• [THE PROBLEM]: From the first line to the last, reproduce the records exactly.

%%

use std::fs;
use std::io::{BufRead, BufReader, Write};
use std::path::{Path, PathBuf};

use anyhow::{Context, anyhow};
use serde::{Deserialize, Serialize};
use tasktide_shared::{TaskCreate, TaskDto, TaskPatch, TaskStatus};
use tempfile::NamedTempFile;
use tracing::{debug, info};
use uuid::Uuid;

use crate::session::{TaskMutator, TaskSource};
use crate::task::{Task, normalize_tags, parse_due_timestamp};

const TASKS_FILE: &str = "tasks.data";

/// Task backend kept in a JSON-lines file. Every line is one task tagged
/// with its owner; mutations act on the owner the store was opened for.
#[derive(Debug)]
pub struct FileTaskStore {
    pub data_dir: PathBuf,
    pub tasks_path: PathBuf,
    owner: String,
}

#[derive(Debug, Clone, Serialize, Deserialize)]
struct StoredTask {
    owner: String,
    #[serde(flatten)]
    task: TaskDto,
}

impl StoredTask {
    fn id(&self) -> Option<&str> {
        self.task.canonical_id()
    }
}

impl FileTaskStore {
    #[tracing::instrument(skip(data_dir))]
    pub fn open(data_dir: &Path, owner: &str) -> anyhow::Result<Self> {
        let data_dir = data_dir.to_path_buf();
        fs::create_dir_all(&data_dir)
            .with_context(|| format!("failed to create {}", data_dir.display()))?;

        let tasks_path = data_dir.join(TASKS_FILE);
        if !tasks_path.exists() {
            fs::write(&tasks_path, "")
                .with_context(|| format!("failed to create {}", tasks_path.display()))?;
        }

        info!(
            data_dir = %data_dir.display(),
            tasks = %tasks_path.display(),
            owner,
            "opened task store"
        );

        Ok(Self {
            data_dir,
            tasks_path,
            owner: owner.to_string(),
        })
    }

    pub fn owner(&self) -> &str {
        &self.owner
    }

    fn load(&self) -> anyhow::Result<Vec<StoredTask>> {
        load_jsonl(&self.tasks_path).with_context(|| format!("failed to load {TASKS_FILE}"))
    }

    fn save(&self, records: &[StoredTask]) -> anyhow::Result<()> {
        save_jsonl_atomic(&self.tasks_path, records)
            .with_context(|| format!("failed to save {TASKS_FILE}"))
    }

    fn position(&self, records: &[StoredTask], id: &str) -> anyhow::Result<usize> {
        records
            .iter()
            .position(|record| record.owner == self.owner && record.id() == Some(id))
            .ok_or_else(|| anyhow!("task not found: {id}"))
    }
}

impl TaskSource for FileTaskStore {
    #[tracing::instrument(skip(self))]
    fn fetch_tasks(&self, owner: &str) -> anyhow::Result<Vec<TaskDto>> {
        let tasks: Vec<TaskDto> = self
            .load()?
            .into_iter()
            .filter(|record| record.owner == owner)
            .map(|record| record.task)
            .collect();
        debug!(count = tasks.len(), "fetched tasks");
        Ok(tasks)
    }
}

impl TaskMutator for FileTaskStore {
    #[tracing::instrument(skip(self, input), fields(title = %input.title))]
    fn create_task(&mut self, input: TaskCreate) -> anyhow::Result<TaskDto> {
        if input.title.trim().is_empty() {
            return Err(anyhow!("task title must not be empty"));
        }
        if let Some(due) = input.due.as_deref() {
            parse_due_timestamp(due).context("invalid due date")?;
        }

        let task = TaskDto {
            id: Some(Uuid::new_v4().to_string()),
            legacy_id: None,
            title: input.title.trim().to_string(),
            description: input.description,
            status: Some(input.status.unwrap_or(TaskStatus::Pending)),
            priority: Some(input.priority.unwrap_or_default()),
            tags: normalize_tags(&input.tags),
            due: input.due,
            project: input.project,
        };

        let mut records = self.load()?;
        records.push(StoredTask {
            owner: self.owner.clone(),
            task: task.clone(),
        });
        self.save(&records)?;
        Ok(task)
    }

    #[tracing::instrument(skip(self, patch))]
    fn update_task(&mut self, id: &str, patch: TaskPatch) -> anyhow::Result<TaskDto> {
        let mut records = self.load()?;
        let idx = self.position(&records, id)?;

        let mut task = Task::try_from(records[idx].task.clone())
            .with_context(|| format!("stored task {id} is malformed"))?;
        task.apply_patch(&patch)
            .with_context(|| format!("failed to apply update to {id}"))?;

        // Identity fields stay as stored so `_id` keeps winning on reload.
        let stored = &records[idx].task;
        let updated = TaskDto {
            id: stored.id.clone(),
            legacy_id: stored.legacy_id.clone(),
            ..task.to_dto()
        };
        records[idx].task = updated.clone();
        self.save(&records)?;
        Ok(updated)
    }

    #[tracing::instrument(skip(self))]
    fn delete_task(&mut self, id: &str) -> anyhow::Result<()> {
        let mut records = self.load()?;
        let idx = self.position(&records, id)?;
        records.remove(idx);
        self.save(&records)
    }
}

#[tracing::instrument(skip(path))]
fn load_jsonl(path: &Path) -> anyhow::Result<Vec<StoredTask>> {
    debug!(file = %path.display(), "loading jsonl");
    let file = fs::File::open(path)?;
    let reader = BufReader::new(file);

    let mut out = Vec::new();
    for (idx, line) in reader.lines().enumerate() {
        let line = line?;
        let trimmed = line.trim();
        if trimmed.is_empty() {
            continue;
        }

        let record: StoredTask = serde_json::from_str(trimmed)
            .with_context(|| format!("failed parsing {} line {}", path.display(), idx + 1))?;
        out.push(record);
    }

    debug!(count = out.len(), "loaded tasks from jsonl");
    Ok(out)
}

#[tracing::instrument(skip(path, records))]
fn save_jsonl_atomic(path: &Path, records: &[StoredTask]) -> anyhow::Result<()> {
    debug!(file = %path.display(), count = records.len(), "saving jsonl atomically");

    let dir = path.parent().unwrap_or_else(|| Path::new("."));
    let mut temp = NamedTempFile::new_in(dir)?;
    for record in records {
        let serialized = serde_json::to_string(record)?;
        writeln!(temp, "{serialized}")?;
    }
    temp.flush()?;

    temp.persist(path)
        .map_err(|err| anyhow!("failed to persist {}: {}", path.display(), err))?;

    Ok(())
}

%%

• [RESULT]:
use std::fs;
use std::io::{BufRead, BufReader, Write};
use std::path::{Path, PathBuf};

use anyhow::{Context, anyhow};
use serde::{Deserialize, Serialize};
use tasktide_shared::{TaskCreate, TaskDto, TaskPatch, TaskStatus};
use tempfile::NamedTempFile;
use tracing::{debug, info};
use uuid::Uuid;

use crate::session::{TaskMutator, TaskSource};
use crate::task::{Task, normalize_tags, parse_due_timestamp};

const TASKS_FILE: &str = "tasks.data";

/// Task backend kept in a JSON-lines file. Every line is one task tagged
/// with its owner; mutations act on the owner the store was opened for.
#[derive(Debug)]
pub struct FileTaskStore {
    pub data_dir: PathBuf,
    pub tasks_path: PathBuf,
    owner: String,
}

#[derive(Debug, Clone, Serialize, Deserialize)]
struct StoredTask {
    owner: String,
    #[serde(flatten)]
    task: TaskDto,
}

impl StoredTask {
    fn id(&self) -> Option<&str> {
        self.task.canonical_id()
    }
}

impl FileTaskStore {
    #[tracing::instrument(skip(data_dir))]
    pub fn open(data_dir: &Path, owner: &str) -> anyhow::Result<Self> {
        let data_dir = data_dir.to_path_buf();
        fs::create_dir_all(&data_dir)
            .with_context(|| format!("failed to create {}", data_dir.display()))?;

        let tasks_path = data_dir.join(TASKS_FILE);
        if !tasks_path.exists() {
            fs::write(&tasks_path, "")
                .with_context(|| format!("failed to create {}", tasks_path.display()))?;
        }

        info!(
            data_dir = %data_dir.display(),
            tasks = %tasks_path.display(),
            owner,
            "opened task store"
        );

        Ok(Self {
            data_dir,
            tasks_path,
            owner: owner.to_string(),
        })
    }

    pub fn owner(&self) -> &str {
        &self.owner
    }

    fn load(&self) -> anyhow::Result<Vec<StoredTask>> {
        load_jsonl(&self.tasks_path).with_context(|| format!("failed to load {TASKS_FILE}"))
    }

    fn save(&self, records: &[StoredTask]) -> anyhow::Result<()> {
        save_jsonl_atomic(&self.tasks_path, records)
            .with_context(|| format!("failed to save {TASKS_FILE}"))
    }

    fn position(&self, records: &[StoredTask], id: &str) -> anyhow::Result<usize> {
        records
            .iter()
            .position(|record| record.owner == self.owner && record.id() == Some(id))
            .ok_or_else(|| anyhow!("task not found: {id}"))
    }
}

impl TaskSource for FileTaskStore {
    #[tracing::instrument(skip(self))]
    fn fetch_tasks(&self, owner: &str) -> anyhow::Result<Vec<TaskDto>> {
        let tasks: Vec<TaskDto> = self
            .load()?
            .into_iter()
            .filter(|record| record.owner == owner)
            .map(|record| record.task)
            .collect();
        debug!(count = tasks.len(), "fetched tasks");
        Ok(tasks)
    }
}

impl TaskMutator for FileTaskStore {
    #[tracing::instrument(skip(self, input), fields(title = %input.title))]
    fn create_task(&mut self, input: TaskCreate) -> anyhow::Result<TaskDto> {
        if input.title.trim().is_empty() {
            return Err(anyhow!("task title must not be empty"));
        }
        if let Some(due) = input.due.as_deref() {
            parse_due_timestamp(due).context("invalid due date")?;
        }

        let task = TaskDto {
            id: Some(Uuid::new_v4().to_string()),
            legacy_id: None,
            title: input.title.trim().to_string(),
            description: input.description,
            status: Some(input.status.unwrap_or(TaskStatus::Pending)),
            priority: Some(input.priority.unwrap_or_default()),
            tags: normalize_tags(&input.tags),
            due: input.due,
            project: input.project,
        };

        let mut records = self.load()?;
        records.push(StoredTask {
            owner: self.owner.clone(),
            task: task.clone(),
        });
        self.save(&records)?;
        Ok(task)
    }

    #[tracing::instrument(skip(self, patch))]
    fn update_task(&mut self, id: &str, patch: TaskPatch) -> anyhow::Result<TaskDto> {
        let mut records = self.load()?;
        let idx = self.position(&records, id)?;

        let mut task = Task::try_from(records[idx].task.clone())
            .with_context(|| format!("stored task {id} is malformed"))?;
        task.apply_patch(&patch)
            .with_context(|| format!("failed to apply update to {id}"))?;

        // Identity fields stay as stored so `_id` keeps winning on reload.
        let stored = &records[idx].task;
        let updated = TaskDto {
            id: stored.id.clone(),
            legacy_id: stored.legacy_id.clone(),
            ..task.to_dto()
        };
        records[idx].task = updated.clone();
        self.save(&records)?;
        Ok(updated)
    }

    #[tracing::instrument(skip(self))]
    fn delete_task(&mut self, id: &str) -> anyhow::Result<()> {
        let mut records = self.load()?;
        let idx = self.position(&records, id)?;
        records.remove(idx);
        self.save(&records)
    }
}

#[tracing::instrument(skip(path))]
fn load_jsonl(path: &Path) -> anyhow::Result<Vec<StoredTask>> {
    debug!(file = %path.display(), "loading jsonl");
    let file = fs::File::open(path)?;
    let reader = BufReader::new(file);

    let mut out = Vec::new();
    for (idx, line) in reader.lines().enumerate() {
        let line = line?;
        let trimmed = line.trim();
        if trimmed.is_empty() {
            continue;
        }

        let record: StoredTask = serde_json::from_str(trimmed)
            .with_context(|| format!("failed parsing {} line {}", path.display(), idx + 1))?;
        out.push(record);
    }

    debug!(count = out.len(), "loaded tasks from jsonl");
    Ok(out)
}

#[tracing::instrument(skip(path, records))]
fn save_jsonl_atomic(path: &Path, records: &[StoredTask]) -> anyhow::Result<()> {
    debug!(file = %path.display(), count = records.len(), "saving jsonl atomically");

    let dir = path.parent().unwrap_or_else(|| Path::new("."));
    let mut temp = NamedTempFile::new_in(dir)?;
    for record in records {
        let serialized = serde_json::to_string(record)?;
        writeln!(temp, "{serialized}")?;
    }
    temp.flush()?;

    temp.persist(path)
        .map_err(|err| anyhow!("failed to persist {}: {}", path.display(), err))?;

    Ok(())
}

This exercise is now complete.